Eine neue Umfrage zeigt einen klaren Wunsch nach Reformen im deutschen Bildungssystem. Sowohl Erwachsene als auch Kinder und Jugendliche sprechen sich deutlich für mehr Personal in Schulen und Kitas sowie für einheitliche Bildungsstandards aus.
Die Ergebnisse stammen aus dem „Kinderreport“ des Deutschen Kinderhilfswerks Deutsches Kinderhilfswerk und basieren auf einer Forsa-Befragung. Insgesamt wurden jeweils rund 1.000 Erwachsene ab 18 Jahren sowie 10- bis 17-jährige Kinder und Jugendliche online befragt. Die Erhebung fand zwischen dem 7. und 16. Januar statt.
Ein zentrales Ergebnis: 93 Prozent der Erwachsenen halten zusätzliches Personal in Schulen und Kitas für wichtig oder sehr wichtig. Damit liegt dieser Punkt klar an erster Stelle der Forderungen. Viele Befragte sehen den Personalmangel als eines der größten Probleme im Bildungssystem.
Ebenso hohe Zustimmung gibt es für bundesweit einheitliche Bildungsstandards. 91 Prozent der Erwachsenen sprechen sich dafür aus.

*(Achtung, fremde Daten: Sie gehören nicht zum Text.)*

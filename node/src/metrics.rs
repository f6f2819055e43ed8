//! # Prometheus Metrics
//!
//! Counts what a replay did: calls committed and rejected, transfers that
//! paid a fee, and the fee volume routed to the collector.
//!
//! All metrics are registered in a dedicated [`prometheus::Registry`] so they
//! do not collide with any default global registry consumers.

use prometheus::{Encoder, IntCounter, IntCounterVec, IntGauge, Opts, Registry, TextEncoder};
use tollgate_contracts::CallOutcome;

/// Holds all Prometheus metric handles for a run.
#[derive(Clone)]
pub struct NodeMetrics {
    /// Prometheus registry that owns all metrics below.
    registry: Registry,
    /// Calls executed, by operation and result.
    pub calls_total: IntCounterVec,
    /// Transfers committed.
    pub transfers_total: IntCounter,
    /// Transfers that routed a non-zero fee to the collector.
    pub transfers_taxed_total: IntCounter,
    /// Fee volume collected, in the smallest unit (saturating at `u64::MAX`
    /// per increment).
    pub fees_collected_total: IntCounter,
    /// Fee rate after the last committed call.
    pub fee_rate: IntGauge,
}

impl NodeMetrics {
    /// Creates and registers all metrics. Call once at startup.
    pub fn new() -> Self {
        let registry = Registry::new_custom(Some("tollgate".into()), None)
            .expect("failed to create prometheus registry");

        let calls_total = IntCounterVec::new(
            Opts::new("calls_total", "Calls executed by the host"),
            &["call", "result"],
        )
        .expect("metric creation");
        registry
            .register(Box::new(calls_total.clone()))
            .expect("metric registration");

        let transfers_total =
            IntCounter::new("transfers_total", "Committed transfers").expect("metric creation");
        registry
            .register(Box::new(transfers_total.clone()))
            .expect("metric registration");

        let transfers_taxed_total = IntCounter::new(
            "transfers_taxed_total",
            "Committed transfers that paid a non-zero fee",
        )
        .expect("metric creation");
        registry
            .register(Box::new(transfers_taxed_total.clone()))
            .expect("metric registration");

        let fees_collected_total = IntCounter::new(
            "fees_collected_total",
            "Fee volume routed to the collector, smallest unit",
        )
        .expect("metric creation");
        registry
            .register(Box::new(fees_collected_total.clone()))
            .expect("metric registration");

        let fee_rate = IntGauge::new("fee_rate_percent", "Current fee rate in whole percent")
            .expect("metric creation");
        registry
            .register(Box::new(fee_rate.clone()))
            .expect("metric registration");

        Self {
            registry,
            calls_total,
            transfers_total,
            transfers_taxed_total,
            fees_collected_total,
            fee_rate,
        }
    }

    /// Folds one call outcome into the counters.
    pub fn record(&self, outcome: &CallOutcome) {
        let result = if outcome.ok { "committed" } else { "rejected" };
        self.calls_total
            .with_label_values(&[outcome.call.as_str(), result])
            .inc();

        if let Some(receipt) = &outcome.receipt {
            self.transfers_total.inc();
            if receipt.decision.is_charged() {
                self.transfers_taxed_total.inc();
                self.fees_collected_total
                    .inc_by(u64::try_from(receipt.fee).unwrap_or(u64::MAX));
            }
        }
    }

    /// Encodes all registered metrics into the Prometheus text exposition format.
    pub fn encode(&self) -> Result<String, prometheus::Error> {
        let encoder = TextEncoder::new();
        let metric_families = self.registry.gather();
        let mut buffer = Vec::new();
        encoder.encode(&metric_families, &mut buffer)?;
        Ok(String::from_utf8(buffer).expect("prometheus output is valid utf-8"))
    }
}
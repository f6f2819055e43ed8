//! # Collaborator Capabilities
//!
//! The engine does not know who is allowed to call it or whether the system
//! is halted. Those answers come from two small capabilities that the
//! surrounding contract supplies and invokes as ordinary calls, in a fixed
//! order, before the engine is entered.

use crate::account::Address;
use crate::error::LedgerError;

/// Global halt switch for transfers.
pub trait PauseCheck {
    /// Returns `true` while transfers are halted.
    fn is_paused(&self) -> bool;

    /// Fails with [`LedgerError::SystemPaused`] while halted.
    fn ensure_not_paused(&self) -> Result<(), LedgerError> {
        if self.is_paused() {
            return Err(LedgerError::SystemPaused);
        }
        Ok(())
    }
}

/// Single-principal gate for administrative operations.
pub trait AccessControl {
    /// The privileged principal. [`Address::ZERO`] once ownership has been
    /// renounced, in which case nobody passes the gate.
    fn owner(&self) -> Address;

    /// Fails with [`LedgerError::Unauthorized`] unless `caller` is the owner.
    fn ensure_owner(&self, caller: &Address) -> Result<(), LedgerError> {
        let owner = self.owner();
        if owner.is_zero() || *caller != owner {
            return Err(LedgerError::Unauthorized { caller: *caller });
        }
        Ok(())
    }
}
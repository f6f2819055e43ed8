//! # Tollgate Contracts
//!
//! The token surface built around the fee-applying transfer engine:
//!
//! - **Fee Token** — metadata, transfers, delegated spending and the owner's
//!   administrative setters, all funnelled through one ordered pipeline
//!   (authorize → pause-check → balance-check → mutate).
//! - **Access Control** — a single owner with transferable, renounceable
//!   privilege.
//! - **Pause** — a global switch that halts every balance movement.
//! - **Allowances** — approve/spend bookkeeping for third-party transfers.
//! - **Runtime** — the transactional host: one call at a time, committed in
//!   full or not at all.
//!
//! ## Design Principles
//!
//! 1. All monetary operations are checked. Wrapping arithmetic and money do
//!    not mix.
//! 2. Privileged operations name their caller explicitly; there is no
//!    ambient "current sender".
//! 3. Every public type is serializable (serde) for scripting and reports.

pub mod access_control;
pub mod allowance;
pub mod fee_token;
pub mod pause;
pub mod runtime;

pub use fee_token::{FeeToken, TokenMetadata};
pub use runtime::{Call, CallOutcome, Committed, Host, Invocation};
//! Integration tests for the fee token contract.
//!
//! These walk the token through the scenarios its users care about: taxed
//! and untaxed transfers, boundary fee rates, exemptions changing between
//! calls, pause gating, and delegated spending under a fee.

use tollgate_contracts::FeeToken;
use tollgate_protocol::{Address, Event, FeeDecision, GenesisConfig, LedgerError};

fn owner() -> Address {
    Address::from_low_u64(1)
}

fn collector() -> Address {
    Address::from_low_u64(2)
}

fn alice() -> Address {
    Address::from_low_u64(10)
}

fn bob() -> Address {
    Address::from_low_u64(11)
}

fn carol() -> Address {
    Address::from_low_u64(12)
}

/// Helper: a 2% token with `alice` (non-exempt) holding 1000.
fn funded_token() -> FeeToken {
    let config = GenesisConfig::new(owner(), collector()).with_initial_supply(1_000_000);
    let mut token = FeeToken::genesis(&config).unwrap();
    token.transfer(owner(), alice(), 1_000).unwrap();
    token.drain_events();
    token
}

fn assert_conserved(token: &FeeToken) {
    let sum: u128 = [owner(), collector(), alice(), bob(), carol()]
        .iter()
        .map(|a| token.balance_of(a))
        .sum();
    assert_eq!(sum, token.total_supply());
    assert!(token.engine().ledger().is_conserved());
}

// ---------------------------------------------------------------------------
// Fee scenarios
// ---------------------------------------------------------------------------

#[test]
fn two_percent_fee_on_one_hundred() {
    let mut token = funded_token();
    token.transfer(alice(), bob(), 100).unwrap();

    assert_eq!(token.balance_of(&alice()), 900);
    assert_eq!(token.balance_of(&bob()), 98);
    assert_eq!(token.balance_of(&collector()), 2);
    assert_conserved(&token);
}

#[test]
fn self_transfer_pays_the_fee() {
    let mut token = funded_token();
    token.transfer(alice(), alice(), 100).unwrap();
    assert_eq!(token.balance_of(&alice()), 998);
    assert_eq!(token.balance_of(&collector()), 2);
    assert_conserved(&token);
}

#[test]
fn forty_nine_rounds_fee_to_zero() {
    let mut token = funded_token();
    let receipt = token.transfer(alice(), bob(), 49).unwrap();
    assert_eq!(receipt.decision, FeeDecision::RoundedToZero);
    assert_eq!(token.balance_of(&bob()), 49);
    assert_eq!(token.balance_of(&collector()), 0);
}

#[test]
fn rate_zero_disables_fee() {
    let mut token = funded_token();
    token.set_fee_rate(owner(), 0).unwrap();
    token.transfer(alice(), bob(), 500).unwrap();
    assert_eq!(token.balance_of(&bob()), 500);
    assert_eq!(token.balance_of(&collector()), 0);
}

#[test]
fn rate_one_hundred_sends_everything_to_collector() {
    let mut token = funded_token();
    token.set_fee_rate(owner(), 100).unwrap();
    let receipt = token.transfer(alice(), bob(), 300).unwrap();
    assert_eq!(receipt.net, 0);
    assert_eq!(token.balance_of(&bob()), 0);
    assert_eq!(token.balance_of(&collector()), 300);
    assert_conserved(&token);
}

#[test]
fn rate_above_one_hundred_rejected() {
    let mut token = funded_token();
    token.drain_events();
    assert_eq!(
        token.set_fee_rate(owner(), 101).unwrap_err(),
        LedgerError::InvalidRate {
            rate: 101,
            max: 100
        }
    );
    assert_eq!(token.fee_rate(), 2);
    assert!(token.events().is_empty());
}

#[test]
fn new_collector_receives_subsequent_fees() {
    let mut token = funded_token();
    token.set_collector(owner(), carol()).unwrap();
    token.transfer(alice(), bob(), 100).unwrap();
    assert_eq!(token.balance_of(&carol()), 2);
    assert_eq!(token.balance_of(&collector()), 0);
    assert_eq!(
        token.set_collector(owner(), Address::ZERO).unwrap_err(),
        LedgerError::NullCollector
    );
    assert_eq!(token.collector(), Some(carol()));
}

#[test]
fn old_collector_stays_exempt_after_replacement() {
    let mut token = funded_token();
    token.transfer(owner(), collector(), 500).unwrap();
    token.set_collector(owner(), carol()).unwrap();

    // Exemption was seeded once at genesis, not tied to the collector role.
    token.transfer(collector(), bob(), 100).unwrap();
    assert_eq!(token.balance_of(&bob()), 100);
    assert!(!token.is_exempt(&carol()));
}

// ---------------------------------------------------------------------------
// Exemptions
// ---------------------------------------------------------------------------

#[test]
fn exempt_receiver_gets_full_amount() {
    let mut token = funded_token();
    token.set_exempt(owner(), bob(), true).unwrap();
    token.transfer(alice(), bob(), 100).unwrap();
    assert_eq!(token.balance_of(&bob()), 100);

    token.set_exempt(owner(), bob(), false).unwrap();
    token.transfer(alice(), bob(), 100).unwrap();
    assert_eq!(token.balance_of(&bob()), 198);
}

#[test]
fn setting_same_exemption_twice_notifies_twice() {
    let mut token = funded_token();
    token.set_exempt(owner(), bob(), true).unwrap();
    token.set_exempt(owner(), bob(), true).unwrap();

    assert!(token.is_exempt(&bob()));
    assert_eq!(
        token.drain_events(),
        vec![
            Event::ExemptionChanged {
                account: bob(),
                old: false,
                new: true
            },
            Event::ExemptionChanged {
                account: bob(),
                old: true,
                new: true
            },
        ]
    );
}

// ---------------------------------------------------------------------------
// Pause gating
// ---------------------------------------------------------------------------

#[test]
fn pause_blocks_every_transfer_path() {
    let mut token = funded_token();
    token.approve(alice(), bob(), 500).unwrap();
    token.pause(owner()).unwrap();

    assert_eq!(
        token.transfer(alice(), bob(), 1).unwrap_err(),
        LedgerError::SystemPaused
    );
    assert_eq!(
        token.transfer_from(bob(), alice(), carol(), 1).unwrap_err(),
        LedgerError::SystemPaused
    );
    assert_eq!(
        token.transfer(owner(), bob(), 1).unwrap_err(),
        LedgerError::SystemPaused
    );
    assert_eq!(token.balance_of(&alice()), 1_000);
    assert_eq!(token.allowance(&alice(), &bob()), 500);

    // Configuration stays available while paused.
    token.set_fee_rate(owner(), 5).unwrap();

    token.unpause(owner()).unwrap();
    token.transfer(alice(), bob(), 100).unwrap();
    assert_eq!(token.balance_of(&bob()), 95);
}

// ---------------------------------------------------------------------------
// Delegated spending
// ---------------------------------------------------------------------------

#[test]
fn spender_moves_funds_to_third_party_under_fee() {
    let mut token = funded_token();
    token.approve(alice(), bob(), 200).unwrap();
    token.drain_events();

    token.transfer_from(bob(), alice(), carol(), 200).unwrap();
    assert_eq!(token.balance_of(&alice()), 800);
    assert_eq!(token.balance_of(&carol()), 196);
    assert_eq!(token.balance_of(&collector()), 4);
    assert_eq!(token.allowance(&alice(), &bob()), 0);
    assert_eq!(token.drain_events().len(), 2);
}

#[test]
fn unauthorized_spender_rejected() {
    let mut token = funded_token();
    let err = token.transfer_from(carol(), alice(), carol(), 1).unwrap_err();
    assert_eq!(
        err,
        LedgerError::InsufficientAllowance {
            owner: alice(),
            spender: carol(),
            allowance: 0,
            needed: 1
        }
    );
}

Damit soll sichergestellt werden, dass Kinder in allen Bundesländern vergleichbare Lernbedingungen haben.
90 Prozent der Befragten wünschen sich zudem, dass Bildung von der Kita bis zur Schule kostenlos ist. Dazu zählen auch Lernmaterialien. 88 Prozent unterstützen eine stärkere Zusammenarbeit zwischen Kitas, Schulen und Jugendeinrichtungen.
Auch die gezielte Förderung von Schulen mit vielen sozial benachteiligten Kindern spielt eine große Rolle. 84 Prozent der Erwachsenen halten zusätzliche finanzielle Unterstützung in diesem Bereich für wichtig oder sehr wichtig.
Die Umfrage zeigt auch Unterschiede zwischen Erwachsenen und Kindern. Die jungen Befragten setzen andere Schwerpunkte, betonen aber ebenfalls Reformbedarf im Bildungssystem.
88 Prozent der Kinder und Jugendlichen finden kostenlose Bildungseinrichtungen und Materialien wichtig oder sehr wichtig. 87 Prozent sprechen sich für einheitliche Regeln an allen Schulen aus, damit gleiche Chancen entstehen.
78 Prozent der Kinder sagen, dass geflüchtete Kinder schnell in Schulen integriert werden sollten. 72 Prozent wünschen sich außerdem eine stärkere Zusammenarbeit zwischen Schulen, Kitas und Freizeitangeboten wie Jugendtreffs.
Die Ergebnisse zeigen insgesamt eine breite gesellschaftliche Zustimmung für Veränderungen im Bildungssystem. Viele der Befragten sehen vor allem bessere Ausstattung, mehr Personal und gleiche Standards als Schlüssel für mehr Chancengleichheit.
Bildungsexperten warnen seit Jahren, dass soziale Herkunft in Deutschland noch stark über Bildungschancen entscheidet. Die Umfrage unterstreicht nun den politischen Druck, hier gegenzusteuern.
Ob und wie schnell konkrete Reformen umgesetzt werden, hängt jedoch von politischen Entscheidungen auf Bundes- und Länderebene ab. Bildung bleibt in Deutschland eine zentrale, aber komplexe Gemeinschaftsaufgabe.